* _WHAT TO WORK ON_
The data are to be restated in full, exactly as presented.

* _RECORD EXTRACTS_
//! FILENAME: tests/common/mod.rs
//! Fixtures and assertion helpers for pivot-engine integration tests.

#![allow(dead_code)]

use chrono::NaiveDate;
use pivot_engine::{MetricRegistry, PivotContext, PivotResult};
use segment_engine::{
    load_dataset, BucketRule, Dataset, DimensionCatalog, DimensionDef, DimensionType,
    NumericRange, Record, Schema,
};
use std::sync::Arc;

// ============================================================================
// FIXTURES
// ============================================================================

/// Hand-written user records with the standard analytics dimensions.
pub struct UsersFixture;

type UserRow = (
    Option<i64>,  // age
    f64,          // ltv
    f64,          // total_revenue
    i64,          // total_orders
    bool,         // is_retained
    &'static str, // device_type
    &'static str, // country
    &'static str, // loyalty_tier
    (i32, u32, u32),
);

impl UsersFixture {
    pub fn schema() -> Schema {
        Schema::new(vec![
            DimensionDef::new("age", DimensionType::Numeric),
            DimensionDef::new("ltv", DimensionType::Numeric),
            DimensionDef::new("total_revenue", DimensionType::Numeric),
            DimensionDef::new("total_orders", DimensionType::Numeric),
            DimensionDef::new("is_retained", DimensionType::Boolean),
            DimensionDef::new("device_type", DimensionType::Categorical),
            DimensionDef::new("country", DimensionType::Categorical),
            DimensionDef::new("loyalty_tier", DimensionType::Categorical),
            DimensionDef::new("signup_date", DimensionType::Date),
        ])
        .unwrap()
    }

    pub fn data() -> Vec<UserRow> {
        vec![
            (Some(19), 120.0, 300.0, 3, true, "Mobile", "US", "Bronze", (2024, 1, 15)),
            (Some(24), 80.0, 150.0, 2, false, "Desktop", "US", "Silver", (2024, 2, 3)),
            (Some(25), 1500.0, 2000.0, 20, true, "Mobile", "UK", "Gold", (2024, 2, 20)),
            (Some(33), 400.0, 600.0, 6, true, "Tablet", "DE", "Platinum", (2024, 3, 11)),
            (Some(41), 950.0, 1200.0, 8, false, "Desktop", "US", "Gold", (2024, 3, 30)),
            (None, 60.0, 0.0, 0, false, "Mobile", "UK", "Bronze", (2024, 4, 2)),
            (Some(58), 2200.0, 3100.0, 31, true, "Desktop", "DE", "Platinum", (2024, 4, 18)),
            (Some(67), 300.0, 450.0, 5, true, "Mobile", "US", "Silver", (2024, 5, 7)),
        ]
    }

    pub fn records() -> Vec<Record> {
        Self::data()
            .into_iter()
            .map(|(age, ltv, revenue, orders, retained, device, country, tier, (y, m, d))| {
                Record::new()
                    .with("age", age)
                    .with("ltv", ltv)
                    .with("total_revenue", revenue)
                    .with("total_orders", orders)
                    .with("is_retained", retained)
                    .with("device_type", device)
                    .with("country", country)
                    .with("loyalty_tier", tier)
                    .with("signup_date", NaiveDate::from_ymd_opt(y, m, d).unwrap())
            })
            .collect()
    }

    pub fn dataset() -> Arc<Dataset> {
        load_dataset(Self::records(), Self::schema()).unwrap()
    }

    pub fn catalog() -> DimensionCatalog {
        DimensionCatalog::from_schema(&Self::schema())
    }
}

/// Deterministic users spread over every standard dimension. Every 25th user
/// has no age and every 40th no device.
pub fn generated_records(count: usize) -> Vec<Record> {
    const DEVICES: &[&str] = &["Mobile", "Desktop", "Tablet"];
    const COUNTRIES: &[&str] = &["US", "UK", "DE", "FR", "CA"];
    const TIERS: &[&str] = &["Bronze", "Silver", "Gold", "Platinum"];
    let start = NaiveDate::from_ymd_opt(2023, 1, 1).unwrap();

    (0..count)
        .map(|i| {
            let mut record = Record::new()
                .with("ltv", ((i * 37) % 5000) as f64 + 0.1 * (i % 7) as f64)
                .with("total_revenue", ((i * 91) % 7000) as f64 * 1.5)
                .with("total_orders", ((i * 13) % 40) as i64)
                .with("is_retained", i % 3 != 0)
                .with("country", COUNTRIES[(i / 7) % COUNTRIES.len()])
                .with("loyalty_tier", TIERS[(i / 11) % TIERS.len()])
                .with("signup_date", start + chrono::Duration::days((i % 500) as i64));
            if i % 25 != 0 {
                record.set("age", (12 + (i * 7) % 70) as i64);
            }
            if i % 40 != 0 {
                record.set("device_type", DEVICES[i % DEVICES.len()]);
            }
            record
        })
        .collect()
}

pub fn generated_dataset(count: usize) -> Arc<Dataset> {
    load_dataset(generated_records(count), UsersFixture::schema()).unwrap()
}

/// The same records in a fixed scrambled order.
pub fn scrambled<T: Clone>(items: &[T]) -> Vec<T> {
    let n = items.len();
    // 7919 is prime, so stepping by it visits every index once unless n is a multiple.
    let step = if n % 7919 == 0 { 1 } else { 7919 };
    (0..n).map(|i| items[(i * step + 3) % n].clone()).collect()
}

/// The three records `{age, LTV}` used for filter semantics.
pub fn ltv_dataset() -> Arc<Dataset> {
    let schema = Schema::new(vec![
        DimensionDef::new("age", DimensionType::Numeric),
        DimensionDef::new("LTV", DimensionType::Numeric),
    ])
    .unwrap();
    load_dataset(
        vec![
            Record::new().with("age", 30).with("LTV", 10),
            Record::new().with("age", 20).with("LTV", 10),
            Record::new().with("age", 40).with("LTV", 50),
        ],
        schema,
    )
    .unwrap()
}

/// Exhaustive age ranges: every present age gets exactly one declared label.
pub fn age_rule() -> BucketRule {
    BucketRule::numeric_ranges(
        "age",
        vec![
            NumericRange::new(None, Some(18.0), "Under 18"),
            NumericRange::bounded(18.0, 25.0, "18-24"),
            NumericRange::bounded(25.0, 35.0, "25-34"),
            NumericRange::bounded(35.0, 45.0, "35-44"),
            NumericRange::bounded(45.0, 55.0, "45-54"),
            NumericRange::new(Some(55.0), None, "55+"),
        ],
    )
    .unwrap()
}

pub fn standard_context() -> PivotContext {
    PivotContext::new(MetricRegistry::standard())
        .with_rule(age_rule())
        .unwrap()
}

// ============================================================================
// ASSERTION HELPERS
// ============================================================================

/// Assert that two floats agree to within 1e-9.
pub fn assert_close(actual: Option<f64>, expected: f64) {
    match actual {
        Some(v) => assert!((v - expected).abs() < 1e-9, "expected {}, got {}", expected, v),
        None => panic!("expected {}, got null", expected),
    }
}

/// Sum of one metric over every emitted cell.
pub fn sum_cells(result: &PivotResult, metric: &str) -> f64 {
    let m = result.metric_index(metric).unwrap();
    result.cells().filter_map(|(_, _, values)| values[m]).sum()
}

* _YOUR RESPONSE_
//! FILENAME: tests/common/mod.rs
//! Fixtures and assertion helpers for pivot-engine integration tests.

#![allow(dead_code)]

use chrono::NaiveDate;
use pivot_engine::{MetricRegistry, PivotContext, PivotResult};
use segment_engine::{
    load_dataset, BucketRule, Dataset, DimensionCatalog, DimensionDef, DimensionType,
    NumericRange, Record, Schema,
};
use std::sync::Arc;

// ============================================================================
// FIXTURES
// ============================================================================

/// Hand-written user records with the standard analytics dimensions.
pub struct UsersFixture;

type UserRow = (
    Option<i64>,  // age
    f64,          // ltv
    f64,          // total_revenue
    i64,          // total_orders
    bool,         // is_retained
    &'static str, // device_type
    &'static str, // country
    &'static str, // loyalty_tier
    (i32, u32, u32),
);

impl UsersFixture {
    pub fn schema() -> Schema {
        Schema::new(vec![
            DimensionDef::new("age", DimensionType::Numeric),
            DimensionDef::new("ltv", DimensionType::Numeric),
            DimensionDef::new("total_revenue", DimensionType::Numeric),
            DimensionDef::new("total_orders", DimensionType::Numeric),
            DimensionDef::new("is_retained", DimensionType::Boolean),
            DimensionDef::new("device_type", DimensionType::Categorical),
            DimensionDef::new("country", DimensionType::Categorical),
            DimensionDef::new("loyalty_tier", DimensionType::Categorical),
            DimensionDef::new("signup_date", DimensionType::Date),
        ])
        .unwrap()
    }

    pub fn data() -> Vec<UserRow> {
        vec![
            (Some(19), 120.0, 300.0, 3, true, "Mobile", "US", "Bronze", (2024, 1, 15)),
            (Some(24), 80.0, 150.0, 2, false, "Desktop", "US", "Silver", (2024, 2, 3)),
            (Some(25), 1500.0, 2000.0, 20, true, "Mobile", "UK", "Gold", (2024, 2, 20)),
            (Some(33), 400.0, 600.0, 6, true, "Tablet", "DE", "Platinum", (2024, 3, 11)),
            (Some(41), 950.0, 1200.0, 8, false, "Desktop", "US", "Gold", (2024, 3, 30)),
            (None, 60.0, 0.0, 0, false, "Mobile", "UK", "Bronze", (2024, 4, 2)),
            (Some(58), 2200.0, 3100.0, 31, true, "Desktop", "DE", "Platinum", (2024, 4, 18)),
            (Some(67), 300.0, 450.0, 5, true, "Mobile", "US", "Silver", (2024, 5, 7)),
        ]
    }

    pub fn records() -> Vec<Record> {
        Self::data()
            .into_iter()
            .map(|(age, ltv, revenue, orders, retained, device, country, tier, (y, m, d))| {
                Record::new()
                    .with("age", age)
                    .with("ltv", ltv)
                    .with("total_revenue", revenue)
                    .with("total_orders", orders)
                    .with("is_retained", retained)
                    .with("device_type", device)
                    .with("country", country)
                    .with("loyalty_tier", tier)
                    .with("signup_date", NaiveDate::from_ymd_opt(y, m, d).unwrap())
            })
            .collect()
    }

    pub fn dataset() -> Arc<Dataset> {
        load_dataset(Self::records(), Self::schema()).unwrap()
    }

    pub fn catalog() -> DimensionCatalog {
        DimensionCatalog::from_schema(&Self::schema())
    }
}

/// Deterministic users spread over every standard dimension. Every 25th user
/// has no age and every 40th no device.
pub fn generated_records(count: usize) -> Vec<Record> {
    const DEVICES: &[&str] = &["Mobile", "Desktop", "Tablet"];
    const COUNTRIES: &[&str] = &["US", "UK", "DE", "FR", "CA"];
    const TIERS: &[&str] = &["Bronze", "Silver", "Gold", "Platinum"];
    let start = NaiveDate::from_ymd_opt(2023, 1, 1).unwrap();

    (0..count)
        .map(|i| {
            let mut record = Record::new()
                .with("ltv", ((i * 37) % 5000) as f64 + 0.1 * (i % 7) as f64)
                .with("total_revenue", ((i * 91) % 7000) as f64 * 1.5)
                .with("total_orders", ((i * 13) % 40) as i64)
                .with("is_retained", i % 3 != 0)
                .with("country", COUNTRIES[(i / 7) % COUNTRIES.len()])
                .with("loyalty_tier", TIERS[(i / 11) % TIERS.len()])
                .with("signup_date", start + chrono::Duration::days((i % 500) as i64));
            if i % 25 != 0 {
                record.set("age", (12 + (i * 7) % 70) as i64);
            }
            if i % 40 != 0 {
                record.set("device_type", DEVICES[i % DEVICES.len()]);
            }
            record
        })
        .collect()
}

pub fn generated_dataset(count: usize) -> Arc<Dataset> {
    load_dataset(generated_records(count), UsersFixture::schema()).unwrap()
}

/// The same records in a fixed scrambled order.
pub fn scrambled<T: Clone>(items: &[T]) -> Vec<T> {
    let n = items.len();
    // 7919 is prime, so stepping by it visits every index once unless n is a multiple.
    let step = if n % 7919 == 0 { 1 } else { 7919 };
    (0..n).map(|i| items[(i * step + 3) % n].clone()).collect()
}

/// The three records `{age, LTV}` used for filter semantics.
pub fn ltv_dataset() -> Arc<Dataset> {
    let schema = Schema::new(vec![
        DimensionDef::new("age", DimensionType::Numeric),
        DimensionDef::new("LTV", DimensionType::Numeric),
    ])
    .unwrap();
    load_dataset(
        vec![
            Record::new().with("age", 30).with("LTV", 10),
            Record::new().with("age", 20).with("LTV", 10),
            Record::new().with("age", 40).with("LTV", 50),
        ],
        schema,
    )
    .unwrap()
}

/// Exhaustive age ranges: every present age gets exactly one declared label.
pub fn age_rule() -> BucketRule {
    BucketRule::numeric_ranges(
        "age",
        vec![
            NumericRange::new(None, Some(18.0), "Under 18"),
            NumericRange::bounded(18.0, 25.0, "18-24"),
            NumericRange::bounded(25.0, 35.0, "25-34"),
            NumericRange::bounded(35.0, 45.0, "35-44"),
            NumericRange::bounded(45.0, 55.0, "45-54"),
            NumericRange::new(Some(55.0), None, "55+"),
        ],
    )
    .unwrap()
}

pub fn standard_context() -> PivotContext {
    PivotContext::new(MetricRegistry::standard())
        .with_rule(age_rule())
        .unwrap()
}

// ============================================================================
// ASSERTION HELPERS
// ============================================================================

/// Assert that two floats agree to within 1e-9.
pub fn assert_close(actual: Option<f64>, expected: f64) {
    match actual {
        Some(v) => assert!((v - expected).abs() < 1e-9, "expected {}, got {}", expected, v),
        None => panic!("expected {}, got null", expected),
    }
}

/// Sum of one metric over every emitted cell.
pub fn sum_cells(result: &PivotResult, metric: &str) -> f64 {
    let m = result.metric_index(metric).unwrap();
    result.cells().filter_map(|(_, _, values)| values[m]).sum()
}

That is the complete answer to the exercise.